-- Data excerpts follows --

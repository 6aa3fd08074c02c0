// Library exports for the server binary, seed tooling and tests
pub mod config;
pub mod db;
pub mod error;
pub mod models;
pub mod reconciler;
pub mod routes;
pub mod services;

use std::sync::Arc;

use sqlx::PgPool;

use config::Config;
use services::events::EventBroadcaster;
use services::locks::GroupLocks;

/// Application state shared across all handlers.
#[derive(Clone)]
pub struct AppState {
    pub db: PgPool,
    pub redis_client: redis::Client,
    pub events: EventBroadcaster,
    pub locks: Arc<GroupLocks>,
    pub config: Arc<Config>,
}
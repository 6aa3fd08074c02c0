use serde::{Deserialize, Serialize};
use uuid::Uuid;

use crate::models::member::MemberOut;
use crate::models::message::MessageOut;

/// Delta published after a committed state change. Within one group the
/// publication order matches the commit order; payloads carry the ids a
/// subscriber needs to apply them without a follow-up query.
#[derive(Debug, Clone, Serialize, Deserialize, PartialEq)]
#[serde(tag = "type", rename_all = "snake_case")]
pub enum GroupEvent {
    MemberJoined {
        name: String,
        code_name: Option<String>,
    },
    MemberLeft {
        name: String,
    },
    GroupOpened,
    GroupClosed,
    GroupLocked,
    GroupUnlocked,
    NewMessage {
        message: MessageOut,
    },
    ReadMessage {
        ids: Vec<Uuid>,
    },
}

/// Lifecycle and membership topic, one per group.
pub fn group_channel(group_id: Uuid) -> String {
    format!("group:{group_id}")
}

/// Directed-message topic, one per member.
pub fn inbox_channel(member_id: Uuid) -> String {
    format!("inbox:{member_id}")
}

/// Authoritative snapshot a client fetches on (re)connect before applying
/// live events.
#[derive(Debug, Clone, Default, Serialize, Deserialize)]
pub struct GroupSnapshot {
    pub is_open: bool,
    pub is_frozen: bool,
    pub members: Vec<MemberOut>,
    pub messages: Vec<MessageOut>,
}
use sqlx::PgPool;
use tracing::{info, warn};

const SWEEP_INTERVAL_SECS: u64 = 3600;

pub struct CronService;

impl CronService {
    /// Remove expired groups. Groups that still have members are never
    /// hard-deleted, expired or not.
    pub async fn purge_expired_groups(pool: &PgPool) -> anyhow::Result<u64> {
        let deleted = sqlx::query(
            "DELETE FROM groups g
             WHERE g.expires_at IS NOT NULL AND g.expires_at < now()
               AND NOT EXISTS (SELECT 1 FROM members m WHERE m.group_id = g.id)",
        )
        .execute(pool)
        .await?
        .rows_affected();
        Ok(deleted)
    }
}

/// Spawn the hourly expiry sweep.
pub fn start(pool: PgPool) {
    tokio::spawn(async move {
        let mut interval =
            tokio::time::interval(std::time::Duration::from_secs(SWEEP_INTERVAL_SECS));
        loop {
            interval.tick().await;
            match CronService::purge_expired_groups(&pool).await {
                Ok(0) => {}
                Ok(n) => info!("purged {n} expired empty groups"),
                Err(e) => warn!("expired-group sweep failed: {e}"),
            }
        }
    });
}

-- Data excerpts concluded --

About this task —
Type the data again exactly. Leave nothing out.

Task response —
repository 6aa3fd08074c02c0
// Library exports for the server binary, seed tooling and tests
pub mod config;
pub mod db;
pub mod error;
pub mod models;
pub mod reconciler;
pub mod routes;
pub mod services;

use std::sync::Arc;

use sqlx::PgPool;

use config::Config;
use services::events::EventBroadcaster;
use services::locks::GroupLocks;

/// Application state shared across all handlers.
#[derive(Clone)]
pub struct AppState {
    pub db: PgPool,
    pub redis_client: redis::Client,
    pub events: EventBroadcaster,
    pub locks: Arc<GroupLocks>,
    pub config: Arc<Config>,
}
repository 6aa3fd08074c02c0
use serde::{Deserialize, Serialize};
use uuid::Uuid;

use crate::models::member::MemberOut;
use crate::models::message::MessageOut;

/// Delta published after a committed state change. Within one group the
/// publication order matches the commit order; payloads carry the ids a
/// subscriber needs to apply them without a follow-up query.
#[derive(Debug, Clone, Serialize, Deserialize, PartialEq)]
#[serde(tag = "type", rename_all = "snake_case")]
pub enum GroupEvent {
    MemberJoined {
        name: String,
        code_name: Option<String>,
    },
    MemberLeft {
        name: String,
    },
    GroupOpened,
    GroupClosed,
    GroupLocked,
    GroupUnlocked,
    NewMessage {
        message: MessageOut,
    },
    ReadMessage {
        ids: Vec<Uuid>,
    },
}

/// Lifecycle and membership topic, one per group.
pub fn group_channel(group_id: Uuid) -> String {
    format!("group:{group_id}")
}

/// Directed-message topic, one per member.
pub fn inbox_channel(member_id: Uuid) -> String {
    format!("inbox:{member_id}")
}

/// Authoritative snapshot a client fetches on (re)connect before applying
/// live events.
#[derive(Debug, Clone, Default, Serialize, Deserialize)]
pub struct GroupSnapshot {
    pub is_open: bool,
    pub is_frozen: bool,
    pub members: Vec<MemberOut>,
    pub messages: Vec<MessageOut>,
}
use sqlx::PgPool;
use tracing::{info, warn};

const SWEEP_INTERVAL_SECS: u64 = 3600;

pub struct CronService;

impl CronService {
    /// Remove expired groups. Groups that still have members are never
    /// hard-deleted, expired or not.
    pub async fn purge_expired_groups(pool: &PgPool) -> anyhow::Result<u64> {
        let deleted = sqlx::query(
            "DELETE FROM groups g
             WHERE g.expires_at IS NOT NULL AND g.expires_at < now()
               AND NOT EXISTS (SELECT 1 FROM members m WHERE m.group_id = g.id)",
        )
        .execute(pool)
        .await?
        .rows_affected();
        Ok(deleted)
    }
}

/// Spawn the hourly expiry sweep.
pub fn start(pool: PgPool) {
    tokio::spawn(async move {
        let mut interval =
            tokio::time::interval(std::time::Duration::from_secs(SWEEP_INTERVAL_SECS));
        loop {
            interval.tick().await;
            match CronService::purge_expired_groups(&pool).await {
                Ok(0) => {}
                Ok(n) => info!("purged {n} expired empty groups"),
                Err(e) => warn!("expired-group sweep failed: {e}"),
            }
        }
    });
}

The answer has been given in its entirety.